Business

Ram hits back at Choppies

Ram. PIC. KENNEDY RAMOKONE
 
Ram. PIC. KENNEDY RAMOKONE

Choppies goes to a decisive Extraordinary General Meeting next week, where essentially shareholders will have to choose between Ottapathu’s proposed directors and the current non-executives who suspended the CEO. 

The pan-African supermarket chain was suspended from trading on the Botswana and Johannesburg stock exchanges last November after failing to publish its 2018 financial results. Legal and forensic probes commissioned by the board have since pointed the finger at numerous governance lapses at the group and laid the blame largely on Ottapathu, popularly known as Ram. 

The board released summaries of the legal and forensic reports a fortnight ago, with an agreement that Ram would release his response by August 27. 

In his response, published on the local and Johannesburg stock exchanges, Ram said the transactions noted as suspicious in the legal report were taken on the advice of lawyers retained by Choppies and approved by the board. 

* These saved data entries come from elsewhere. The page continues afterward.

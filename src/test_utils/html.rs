use axum::{body::Body, response::Response};
use scraper::Html;

pub(crate) async fn parse_html_document(response: Response<Body>) -> Html {
    let body = response.into_body();
    let body = axum::body::to_bytes(body, usize::MAX)
        .await
        .expect("Could not get response body");
    let text = String::from_utf8_lossy(&body).to_string();

    Html::parse_document(&text)
}

pub(crate) async fn parse_html_fragment(response: Response<Body>) -> Html {
    let body = response.into_body();
    let body = axum::body::to_bytes(body, usize::MAX)
        .await
        .expect("Could not get response body");
    let text = String::from_utf8_lossy(&body).to_string();

    Html::parse_fragment(&text)
}

#[track_caller]
pub(crate) fn assert_valid_html(html: &Html) {
    assert!(
        html.errors.is_empty(),
        "Got HTML parsing errors: {:?}",
        html.errors
    );
}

Desai Law Group (DLG), which prepared the legal report, used to be Ram’s lawyers and have since been retained by Choppies, which Ram argues is a conflict of interest in the investigation. 

“The series of transactions ostensibly investigated and impugned in the legal report by Desai Law Group, were transactions on which Choppies and Mr Ottapathu received legal advice from Mr (Rizwan) Desai through Collins Newman & Co and later DLG.

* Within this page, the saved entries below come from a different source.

//! Session guard middleware that validates the auth cookie, extends active
//! sessions, and redirects visitors to the right place.

use axum::{
    extract::{FromRef, FromRequestParts, Request, State},
    http::{StatusCode, header::SET_COOKIE},
    middleware::Next,
    response::{IntoResponse, Redirect, Response},
};
use axum_extra::extract::{PrivateCookieJar, cookie::Key};
use axum_htmx::HxRedirect;
use time::{Duration, OffsetDateTime};

use crate::{
    AppState,
    auth::{cookie::extend_auth_cookie_duration_if_needed, cookie::get_token_from_cookies},
    endpoints,
};

use super::token::SessionToken;

/// The state needed for the session guard middleware.
#[derive(Clone)]
pub struct AuthState {
    /// The key to be used for signing and encrypting private cookies.
    pub cookie_key: Key,
}

impl FromRef<AppState> for AuthState {
    fn from_ref(state: &AppState) -> Self {
        Self {
            cookie_key: state.cookie_key.clone(),
        }
    }
}

// this impl tells `PrivateCookieJar` how to access the key from our state
impl FromRef<AuthState> for Key {
    fn from_ref(state: &AuthState) -> Self {
        state.cookie_key.clone()
    }
}

/// Where the session guard sends a visitor.
#[derive(Debug, PartialEq, Eq)]
pub(crate) enum GuardOutcome {
    /// Let the request through.
    Allow,
    /// No valid session on a protected route.
    RedirectToLogIn,
    /// A valid session on a route meant for logged-out visitors.
    RedirectToDashboard,
}

/// The guard decision for a protected route.
pub(crate) fn protected_route_outcome(
    token: Option<&SessionToken>,
    now: OffsetDateTime,
) -> GuardOutcome {
    match token {
        Some(token) if token.is_valid_at(now) => GuardOutcome::Allow,
        _ => GuardOutcome::RedirectToLogIn,
    }
}

/// The guard decision for a public-only route (log in, register).
pub(crate) fn public_only_route_outcome(
    token: Option<&SessionToken>,
    now: OffsetDateTime,
) -> GuardOutcome {
    match token {
        Some(token) if token.is_valid_at(now) => GuardOutcome::RedirectToDashboard,
        _ => GuardOutcome::Allow,
    }
}

/// How much an active session's cookie gets extended on each request.
const SESSION_EXTENSION: Duration = Duration::minutes(5);

#[inline]
async fn auth_guard_internal(
    state: AuthState,
    request: Request,
    next: Next,
    get_redirect: impl Fn(&str) -> Response,
) -> Response {
    let (mut parts, body) = request.into_parts();
    let jar = match PrivateCookieJar::from_request_parts(&mut parts, &state).await {
        Ok(jar) => jar,
        Err(err) => {
            tracing::error!("Error getting cookie jar: {err:?}. Redirecting to log in page.");
            return get_redirect(endpoints::LOG_IN_VIEW);
        }
    };
    let token = get_token_from_cookies(&jar).ok();

    match protected_route_outcome(token.as_ref(), OffsetDateTime::now_utc()) {
        GuardOutcome::Allow => {}
        _ => return get_redirect(endpoints::LOG_IN_VIEW),
    }

    // The match above guarantees a token is present.
    if let Some(token) = token {
        parts.extensions.insert(token);
    }
    let request = Request::from_parts(parts, body);
    let response = next.run(request).await;

    let (mut parts, body) = response.into_parts();
    let jar = match extend_auth_cookie_duration_if_needed(jar.clone(), SESSION_EXTENSION) {
        Ok(updated_jar) => updated_jar,
        Err(err) => {
            tracing::error!("Error extending cookie duration: {err:?}. Rolling back cookie jar.");
            jar
        }
    };
    for (key, val) in jar.into_response().headers().iter() {
        if key != SET_COOKIE {
            continue;
        }

        parts.headers.append(key, val.to_owned());
    }

    Response::from_parts(parts, body)
}

/// Middleware function that checks for a valid session cookie.
/// The session token is placed into the request and the request executed
/// normally if the cookie is valid, otherwise a redirect to the log-in page
/// is returned.
///
/// **Note**: Route handlers can use the function argument
/// `Extension(session): Extension<SessionToken>` to receive the token.
///
/// **Note**: The app state must contain an `axum_extra::extract::cookie::Key`
/// for decrypting and verifying the cookie contents.
pub async fn auth_guard(State(state): State<AuthState>, request: Request, next: Next) -> Response {
    auth_guard_internal(state, request, next, |redirect_url| {
        Redirect::to(redirect_url).into_response()
    })
    .await
}

/// Same as [auth_guard] but redirects with the HX-Redirect header so that
/// HTMX form posts navigate the whole page.
pub async fn auth_guard_hx(
    State(state): State<AuthState>,
    request: Request,
    next: Next,
) -> Response {
    auth_guard_internal(state, request, next, |redirect_url| {
        (HxRedirect(redirect_url.to_owned()), StatusCode::OK).into_response()
    })
    .await
}

/// Middleware for the log-in and register pages: visitors with a valid
/// session are sent to the dashboard instead.
pub async fn public_only_guard(
    State(state): State<AuthState>,
    request: Request,
    next: Next,
) -> Response {
    let (mut parts, body) = request.into_parts();
    let jar = match PrivateCookieJar::from_request_parts(&mut parts, &state).await {
        Ok(jar) => jar,
        Err(err) => {
            tracing::error!("Error getting cookie jar: {err:?}. Treating visitor as logged out.");
            return next.run(Request::from_parts(parts, body)).await;
        }
    };
    let token = get_token_from_cookies(&jar).ok();

    match public_only_route_outcome(token.as_ref(), OffsetDateTime::now_utc()) {
        GuardOutcome::RedirectToDashboard => {
            Redirect::to(endpoints::DASHBOARD_VIEW).into_response()
        }
        _ => next.run(Request::from_parts(parts, body)).await,
    }
}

“Mr Desai was involved in the planning, structuring, documenting, presentation for Board approval and implementation of these very transactions.

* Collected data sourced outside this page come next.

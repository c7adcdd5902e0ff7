//! The insights page: one card per insight from the backend, with the
//! priority chip and call to action.

use std::sync::Arc;

use axum::{
    Extension,
    extract::{FromRef, State},
    response::{IntoResponse, Response},
};
use axum_extra::extract::{PrivateCookieJar, cookie::Key};
use maud::{Markup, html};

use crate::{
    AppState,
    alert::error_alert,
    api::{ApiError, FinanceApi, Insight},
    auth::{SessionToken, force_reauthentication},
    endpoints,
    html::{CARD_STYLE, PAGE_CONTAINER_STYLE, base},
    navigation::NavBar,
};

use super::core::{insight_icon, priority_chip_class};

/// The state needed for the insights page.
#[derive(Clone)]
pub struct InsightsViewState {
    /// The client for the backend insight service.
    pub api: Arc<dyn FinanceApi>,
    /// The key to be used for signing and encrypting private cookies.
    pub cookie_key: Key,
}

impl FromRef<AppState> for InsightsViewState {
    fn from_ref(state: &AppState) -> Self {
        Self {
            api: state.api.clone(),
            cookie_key: state.cookie_key.clone(),
        }
    }
}

// this impl tells `PrivateCookieJar` how to access the key from our state
impl FromRef<InsightsViewState> for Key {
    fn from_ref(state: &InsightsViewState) -> Self {
        state.cookie_key.clone()
    }
}

/// Render the user's financial insights.
pub async fn get_insights_page(
    State(state): State<InsightsViewState>,
    jar: PrivateCookieJar,
    Extension(session): Extension<SessionToken>,
) -> Response {
    let insights = match state.api.insights(&session.bearer).await {
        Ok(insights) => insights,
        Err(ApiError::Unauthorized) => return force_reauthentication(jar),
        Err(error) => {
            tracing::error!("Error fetching insights: {error}");
            return insights_error_view().into_response();
        }
    };

    insights_view(&insights).into_response()
}

fn insights_error_view() -> Markup {
    let content = html! {
        (NavBar::new(endpoints::INSIGHTS_VIEW).into_html())

        div class=(PAGE_CONTAINER_STYLE)
        {
            (error_alert("Failed to load insights"))
        }
    };

    base("Insights", &content)
}

fn insights_view(insights: &[Insight]) -> Markup {
    let content = html! {
        (NavBar::new(endpoints::INSIGHTS_VIEW).into_html())

        div class=(PAGE_CONTAINER_STYLE)
        {
            div class="w-full max-w-4xl flex flex-col gap-4"
            {
                h1 class="text-2xl font-bold" { "Insights" }

                @if insights.is_empty() {
                    p
                        data-empty-state="true"
                        class="text-gray-500 dark:text-gray-400"
                    {
                        "No insights yet. Check back once you have more activity."
                    }
                }

                @for insight in insights {
                    (insight_card(insight))
                }
            }
        }
    };

    base("Insights", &content)
}

fn insight_card(insight: &Insight) -> Markup {
    html! {
        div data-insight-card="true" class=(CARD_STYLE)
        {
            div class="flex items-center justify-between"
            {
                div class="flex items-center gap-2"
                {
                    span
                        data-insight-icon="true"
                        aria-hidden="true"
                        class="text-xl font-bold text-blue-600 dark:text-blue-500"
                    {
                        (insight_icon(insight.kind))
                    }

                    h2 class="text-lg font-semibold" { (insight.title) }
                }

                span
                    data-priority-chip=(insight.priority.label())
                    class=(priority_chip_class(insight.priority))
                {
                    (insight.priority.label())
                }
            }

            p class="text-sm text-gray-500 dark:text-gray-400" { (insight.description) }

            @if insight.actionable {
                button
                    type="button"
                    data-insight-cta="true"
                    class="self-start px-4 py-2 text-sm bg-blue-500 dark:bg-blue-600
                        hover:bg-blue-600 hover:dark:bg-blue-700 text-white rounded"
                {
                    "Take Action"
                }
            }
        }
    }
}

#[cfg(test)]
mod insights_page_tests {
    use std::sync::Arc;

    use axum::{Extension, extract::State, http::StatusCode, response::Response};
    use axum_extra::extract::{PrivateCookieJar, cookie::Key};
    use scraper::Selector;
    use sha2::{Digest, Sha512};
    use time::{Duration, OffsetDateTime};

    use crate::{
        api::MockFinanceApi,
        auth::SessionToken,
        endpoints,
        test_utils::{assert_valid_html, parse_html_document},
    };

    use super::{InsightsViewState, get_insights_page};

    fn get_test_state(api: MockFinanceApi) -> InsightsViewState {
        let hash = Sha512::digest(b"foobar");

        InsightsViewState {
            api: Arc::new(api),
            cookie_key: Key::from(&hash),
        }
    }

    fn session_for(token: String) -> SessionToken {
        SessionToken {
            bearer: token,
            expires_at: OffsetDateTime::now_utc() + Duration::minutes(30),
        }
    }

    async fn render_page(api: MockFinanceApi) -> Response {
        let token = api.issue_token();
        let state = get_test_state(api);
        let jar = PrivateCookieJar::new(state.cookie_key.clone());

        get_insights_page(State(state), jar, Extension(session_for(token))).await
    }

    #[tokio::test]
    async fn insights_page_shows_one_card_per_insight() {
        let response = render_page(MockFinanceApi::with_demo_data()).await;

        assert_eq!(response.status(), StatusCode::OK);
        let html = parse_html_document(response).await;
        assert_valid_html(&html);

        let card_selector = Selector::parse("[data-insight-card='true']").unwrap();
        let cards: Vec<_> = html.select(&card_selector).collect();
        assert_eq!(cards.len(), 5, "want one card per demo insight");
    }

    #[tokio::test]
    async fn priority_chips_use_the_priority_colours() {
        let response = render_page(MockFinanceApi::with_demo_data()).await;
        let html = parse_html_document(response).await;

        let high_selector = Selector::parse("[data-priority-chip='High']").unwrap();
        let high = html
            .select(&high_selector)
            .next()
            .expect("No high priority chip found");
        assert!(
            high.value().attr("class").unwrap().contains("text-red-800"),
            "High priority should use the red chip"
        );

        let medium_selector = Selector::parse("[data-priority-chip='Medium']").unwrap();
        let medium = html
            .select(&medium_selector)
            .next()
            .expect("No medium priority chip found");
        assert!(
            medium.value().attr("class").unwrap().contains("text-amber-800"),
            "Medium priority should use the amber chip"
        );

        let low_selector = Selector::parse("[data-priority-chip='Low']").unwrap();
        let low = html
            .select(&low_selector)
            .next()
            .expect("No low priority chip found");
        assert!(
            low.value().attr("class").unwrap().contains("text-green-800"),
            "Low priority should use the green chip"
        );
    }

    #[tokio::test]
    async fn only_actionable_insights_get_a_call_to_action() {
        let response = render_page(MockFinanceApi::with_demo_data()).await;
        let html = parse_html_document(response).await;

        let card_selector = Selector::parse("[data-insight-card='true']").unwrap();
        let cta_selector = Selector::parse("[data-insight-cta='true']").unwrap();

        for card in html.select(&card_selector) {
            let card_text = card.text().collect::<String>();
            let has_cta = card.select(&cta_selector).next().is_some();

            // "Excellent Savings Progress" is the one non-actionable demo insight.
            if card_text.contains("Excellent Savings Progress") {
                assert!(!has_cta, "Non-actionable insight should not have a CTA");
            } else {
                assert!(has_cta, "Actionable insight should have a CTA: {card_text}");
            }
        }
    }

    #[tokio::test]
    async fn empty_insights_show_the_empty_state() {
        let api = MockFinanceApi::empty();
        let token = api.issue_token();
        let state = get_test_state(api);
        let jar = PrivateCookieJar::new(state.cookie_key.clone());

        let response = get_insights_page(State(state), jar, Extension(session_for(token))).await;

        let html = parse_html_document(response).await;
        let empty_selector = Selector::parse("[data-empty-state='true']").unwrap();
        html.select(&empty_selector)
            .next()
            .expect("No empty state found");
    }

    #[tokio::test]
    async fn stale_token_redirects_to_log_in() {
        let state = get_test_state(MockFinanceApi::with_demo_data());
        let jar = PrivateCookieJar::new(state.cookie_key.clone());

        let response = get_insights_page(
            State(state),
            jar,
            Extension(session_for("not-a-real-token".to_string())),
        )
        .await;

        assert_eq!(response.status(), StatusCode::SEE_OTHER);
        assert_eq!(
            response.headers().get("location").unwrap(),
            endpoints::LOG_IN_VIEW
        );
    }
}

“Nowhere in the legal report is there any declaration of conflict of interest on the part of DLG nor indeed is there any mention of the roles of DLG and the board in the transactions in respect of which the legal report seeks to attribute sole responsibility to Mr Ottapathu,” the suspended CEO wrote. 

On the forensic report, Ram said Ernst & Young, who investigated and prepared the document, had taken “excessive liberties with its assumptions,” arguing that the report’s fundamental premises were “flawed”. 

“The forensic report fails to verify any of the information it received and failed to resolve any conflicting versions of facts presented to it. Instead, it simply ignored certain facts.”

The suspended CEO faces off against his non-executive directors on September 4, where shareholders will chose the directors they believe can lead Choppies out of its current troubles.